原則:UNIX秒(またはPostgreSQLの TIMESTAMP WITH TIME ZONE)で保存し、表示するときだけローカル時刻に変換する。 主要なオフセットは次のとおりです。
| 地域 | 標準オフセット | 夏時間 |
|---|---|---|
| UTC | +00:00 | — |
| JST(日本) | +09:00 | なし |
| KST(韓国) | +09:00 | なし |
| EST(米国東部) | −05:00 | −04:00 |
| CET(中欧) | +01:00 | +02:00 |
日本・韓国・中国は夏時間(DST)を採用していないため、東アジア向けのシステムでは時刻の扱いがかなり単純になります。
「2038年問題」とは
UNIX時間は 32ビット符号付き整数 で保存されることが多く、その最大値 2,147,483,647 は次の時刻に対応します。
2038年1月19日 03:14:07 UTC
この瞬間を過ぎると32ビットのカウンターがオーバーフローし、日付が1901年12月13日として表示されてしまいます。

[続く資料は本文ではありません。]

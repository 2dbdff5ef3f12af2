//! In-memory document store for fast, deterministic tests
//!
//! Documents are kept as JSON values so tests can exercise the same
//! serialization path a real store would, and can inject raw or malformed
//! documents the way another client or an older app version would.

#![allow(clippy::unwrap_used)] // Test infrastructure uses unwrap for simplicity
#![allow(clippy::missing_panics_doc)] // Panics only on poisoned locks

use cart_sync_core::document_store::{
    DocumentKey, DocumentStore, DocumentStoreError, ServerTimestamp, Snapshot, SnapshotStream,
};
use cart_sync_core::environment::{Clock, SystemClock};
use serde::Serialize;
use serde::de::DeserializeOwned;
use serde_json::Value;
use std::collections::HashMap;
use std::future::Future;
use std::marker::PhantomData;
use std::pin::Pin;
use std::sync::atomic::{AtomicBool, Ordering};
use std::sync::{Arc, Mutex};
use tokio::sync::watch;

/// Subscription lifecycle event recorded by [`InMemoryDocumentStore`].
#[derive(Clone, Debug, PartialEq, Eq)]
pub enum SubscriptionEvent {
    /// A subscription to the document was opened
    Subscribed(DocumentKey),
    /// A subscription stream for the document was dropped
    Unsubscribed(DocumentKey),
}

#[derive(Clone, Debug)]
enum StoredEntry {
    Missing,
    Present(Value),
    Broken(String),
}

#[derive(Debug, Default)]
struct Inner {
    documents: Mutex<HashMap<DocumentKey, watch::Sender<StoredEntry>>>,
    writes: Mutex<Vec<(DocumentKey, Value)>>,
    events: Mutex<Vec<SubscriptionEvent>>,
    fail_writes: AtomicBool,
    fail_subscriptions: AtomicBool,
}

impl Inner {
    fn channel(&self, key: &DocumentKey) -> watch::Sender<StoredEntry> {
        self.documents
            .lock()
            .unwrap()
            .entry(key.clone())
            .or_insert_with(|| watch::channel(StoredEntry::Missing).0)
            .clone()
    }

    fn record(&self, event: SubscriptionEvent) {
        self.events.lock().unwrap().push(event);
    }
}

/// Records the unsubscribe when the snapshot stream is dropped
struct UnsubscribeGuard {
    inner: Arc<Inner>,
    key: DocumentKey,
}

impl Drop for UnsubscribeGuard {
    fn drop(&mut self) {
        tracing::trace!(key = %self.key, "In-memory subscription dropped");
        self.inner
            .record(SubscriptionEvent::Unsubscribed(self.key.clone()));
    }
}

/// In-memory [`DocumentStore`] backed by one watch channel per document.
///
/// - Every subscriber first sees the current document, then each later write
/// - Writes stamp the server timestamp from the injected clock
/// - Writes, subscriptions and unsubscriptions are recorded for assertions
/// - Write and subscribe failures can be switched on and off
///
/// Clones share the same documents, so two engines built on clones behave
/// like two devices of the same user.
///
/// A watch channel only keeps the latest value, so a slow subscriber may skip
/// intermediate snapshots. That matches the delivery contract.
///
/// # Example
///
/// ```
/// use cart_sync_core::document_store::{DocumentKey, DocumentStore, ServerTimestamp};
/// use cart_sync_testing::InMemoryDocumentStore;
/// use chrono::{DateTime, Utc};
/// use serde::{Deserialize, Serialize};
///
/// #[derive(Clone, Debug, Default, Serialize, Deserialize)]
/// struct Note {
///     text: String,
///     updated_at: Option<DateTime<Utc>>,
/// }
///
/// impl ServerTimestamp for Note {
///     fn set_server_timestamp(&mut self, at: DateTime<Utc>) {
///         self.updated_at = Some(at);
///     }
/// }
///
/// # tokio_test::block_on(async {
/// let store = InMemoryDocumentStore::<Note>::new();
/// let key = DocumentKey::new("user-1");
/// store.write(&key, Note { text: "hi".into(), updated_at: None }).await.unwrap();
///
/// let stored = store.document(&key).unwrap();
/// assert_eq!(stored.text, "hi");
/// assert!(stored.updated_at.is_some());
/// # });
/// ```
pub struct InMemoryDocumentStore<D> {
    inner: Arc<Inner>,
    clock: Arc<dyn Clock>,
    _document: PhantomData<fn() -> D>,
}

impl<D> Clone for InMemoryDocumentStore<D> {
    fn clone(&self) -> Self {
        Self {
            inner: Arc::clone(&self.inner),
            clock: Arc::clone(&self.clock),
            _document: PhantomData,
        }
    }
}

impl<D> std::fmt::Debug for InMemoryDocumentStore<D> {
    fn fmt(&self, f: &mut std::fmt::Formatter<'_>) -> std::fmt::Result {
        f.debug_struct("InMemoryDocumentStore")
            .field("documents", &self.inner.documents.lock().unwrap().len())
            .field("writes", &self.inner.writes.lock().unwrap().len())
            .finish_non_exhaustive()
    }
}

impl<D> Default for InMemoryDocumentStore<D>
where
    D: Serialize + DeserializeOwned + ServerTimestamp + Send + 'static,
{
    fn default() -> Self {
        Self::new()
    }
}

impl<D> InMemoryDocumentStore<D>
where
    D: Serialize + DeserializeOwned + ServerTimestamp + Send + 'static,
{
    /// Create an empty store stamping writes with the system clock
    #[must_use]
    pub fn new() -> Self {
        Self::with_clock(Arc::new(SystemClock))
    }

    /// Create an empty store stamping writes with `clock`
    #[must_use]
    pub fn with_clock(clock: Arc<dyn Clock>) -> Self {
        Self {
            inner: Arc::new(Inner::default()),
            clock,
            _document: PhantomData,
        }
    }

    /// Make every following write fail (or succeed again)
    pub fn fail_writes(&self, fail: bool) {
        self.inner.fail_writes.store(fail, Ordering::SeqCst);
    }

    /// Make every following subscribe call fail (or succeed again)
    pub fn fail_subscriptions(&self, fail: bool) {
        self.inner.fail_subscriptions.store(fail, Ordering::SeqCst);
    }

    /// Store a document as if another client had written it
    ///
    /// Stamps the server timestamp and notifies subscribers, but is not
    /// recorded in [`writes`](Self::writes).
    pub fn put(&self, key: &DocumentKey, mut document: D) {
        document.set_server_timestamp(self.clock.now());
        let value = serde_json::to_value(&document).unwrap();
        self.inner
            .channel(key)
            .send_replace(StoredEntry::Present(value));
    }

    /// Store a raw JSON document, bypassing serialization and stamping
    pub fn put_raw(&self, key: &DocumentKey, value: Value) {
        self.inner
            .channel(key)
            .send_replace(StoredEntry::Present(value));
    }

    /// Delete a document; subscribers see `NotFound`
    pub fn delete(&self, key: &DocumentKey) {
        self.inner.channel(key).send_replace(StoredEntry::Missing);
    }

    /// Deliver a transport error to every subscriber of `key`
    ///
    /// The error stays the current state until the next write, so a
    /// subscriber opened in between starts with the error too.
    pub fn emit_error(&self, key: &DocumentKey, message: impl Into<String>) {
        self.inner
            .channel(key)
            .send_replace(StoredEntry::Broken(message.into()));
    }

    /// The current document under `key`, if present and decodable
    #[must_use]
    pub fn document(&self, key: &DocumentKey) -> Option<D> {
        match &*self.inner.channel(key).borrow() {
            StoredEntry::Present(value) => serde_json::from_value(value.clone()).ok(),
            StoredEntry::Missing | StoredEntry::Broken(_) => None,
        }
    }

    /// Every successful write, in order
    #[must_use]
    pub fn writes(&self) -> Vec<(DocumentKey, D)> {
        self.inner
            .writes
            .lock()
            .unwrap()
            .iter()
            .filter_map(|(key, value)| {
                serde_json::from_value(value.clone())
                    .ok()
                    .map(|document| (key.clone(), document))
            })
            .collect()
    }

    /// Successful writes to `key`, in order
    #[must_use]
    pub fn writes_for(&self, key: &DocumentKey) -> Vec<D> {
        self.writes()
            .into_iter()
            .filter(|(written, _)| written == key)
            .map(|(_, document)| document)
            .collect()
    }

    /// Number of successful writes
    #[must_use]
    pub fn write_count(&self) -> usize {
        self.inner.writes.lock().unwrap().len()
    }

    /// Subscribe/unsubscribe history, in order
    #[must_use]
    pub fn subscription_events(&self) -> Vec<SubscriptionEvent> {
        self.inner.events.lock().unwrap().clone()
    }

    /// Number of live subscriptions to `key`
    #[must_use]
    pub fn active_subscriptions(&self, key: &DocumentKey) -> usize {
        self.inner
            .documents
            .lock()
            .unwrap()
            .get(key)
            .map_or(0, watch::Sender::receiver_count)
    }
}

fn decode<D: DeserializeOwned>(entry: &StoredEntry) -> Result<Snapshot<D>, DocumentStoreError> {
    match entry {
        StoredEntry::Missing => Ok(Snapshot::NotFound),
        StoredEntry::Present(value) => serde_json::from_value(value.clone())
            .map(Snapshot::Found)
            .map_err(|e| DocumentStoreError::Deserialization(e.to_string())),
        StoredEntry::Broken(message) => Err(DocumentStoreError::Transport(message.clone())),
    }
}

impl<D> DocumentStore<D> for InMemoryDocumentStore<D>
where
    D: Serialize + DeserializeOwned + ServerTimestamp + Send + 'static,
{
    fn write(
        &self,
        key: &DocumentKey,
        mut document: D,
    ) -> Pin<Box<dyn Future<Output = Result<(), DocumentStoreError>> + Send + '_>> {
        let key = key.clone();
        Box::pin(async move {
            if self.inner.fail_writes.load(Ordering::SeqCst) {
                return Err(DocumentStoreError::WriteFailed {
                    key,
                    reason: "injected write failure".to_string(),
                });
            }

            document.set_server_timestamp(self.clock.now());
            let value =
                serde_json::to_value(&document).map_err(|e| DocumentStoreError::WriteFailed {
                    key: key.clone(),
                    reason: e.to_string(),
                })?;

            tracing::trace!(key = %key, "In-memory write");
            self.inner
                .writes
                .lock()
                .unwrap()
                .push((key.clone(), value.clone()));
            self.inner
                .channel(&key)
                .send_replace(StoredEntry::Present(value));
            Ok(())
        })
    }

    fn subscribe(
        &self,
        key: &DocumentKey,
    ) -> Pin<Box<dyn Future<Output = Result<SnapshotStream<D>, DocumentStoreError>> + Send + '_>>
    {
        let key = key.clone();
        Box::pin(async move {
            if self.inner.fail_subscriptions.load(Ordering::SeqCst) {
                return Err(DocumentStoreError::SubscriptionFailed {
                    key,
                    reason: "injected subscribe failure".to_string(),
                });
            }

            let mut rx = self.inner.channel(&key).subscribe();
            self.inner
                .record(SubscriptionEvent::Subscribed(key.clone()));
            let guard = UnsubscribeGuard {
                inner: Arc::clone(&self.inner),
                key,
            };

            let snapshots = async_stream::stream! {
                let _guard = guard;
                loop {
                    let entry = rx.borrow_and_update().clone();
                    yield decode::<D>(&entry);
                    if rx.changed().await.is_err() {
                        break;
                    }
                }
            };

            Ok(Box::pin(snapshots) as SnapshotStream<D>)
        })
    }
}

これが 2038年問題(Y2K38) です。影響を受けやすいのは、組み込みシステム、time_t を int32_t として扱う古いC言語コード、INT(11) で日時を保存している古いDBスキーマなどです。
対策は 64ビット整数で保存する こと。現代の言語やDB(Python の datetime、Go の time.Time、JavaScript の Date、PostgreSQL の TIMESTAMP)は既に64ビットで安全です。リスクはレガシーCコードや一部の組み込み環境に残っています。
迷ったときの「翻訳機」を、手元に
複雑な計算や変換は、無理に頭でやろうとせず、道具に任せてしまいましょう。
当サイトの UNIXタイム変換ツール は、数値を貼り付けるだけで、それが「秒」なのか「ミリ秒」なのかを自動で判別し、UTC とローカル時刻の両方に一瞬で翻訳します。
API 仕様の確認や、障害調査の真っ只中。
慌ただしい時間にこそ、このツールをあなたの「時間を読み解くレンズ」として活用してください。
よくある質問
UNIX時間はUTCですか?
はい。UNIX時間はUTCを基準にした経過秒数です。
JSTで表示するときは、表示側でUTCから日本時間へ変換します。
JavaScriptのタイムスタンプは秒ですか?
Date.now() はミリ秒です。
一般的なUNIX時間の秒として扱いたい場合は、Math.floor(Date.now() / 1000) のように1000で割ります。
1970年の日付になってしまうのはなぜですか?
秒とミリ秒の単位を間違えている可能性があります。
13桁のミリ秒を秒として扱ったり、10桁の秒をミリ秒として扱ったりすると、期待と大きく違う日時になります。
まとめ
UNIX タイムは、見慣れると愛着の湧く、実はとても公平で合理的な仕組みです。
数字の向こう側にある「時間」を自在に操れるようになれば、エンジニアとしての視界はもっと広く、クリアになります。さあ、時間を味方につけて、もっと楽しい開発を!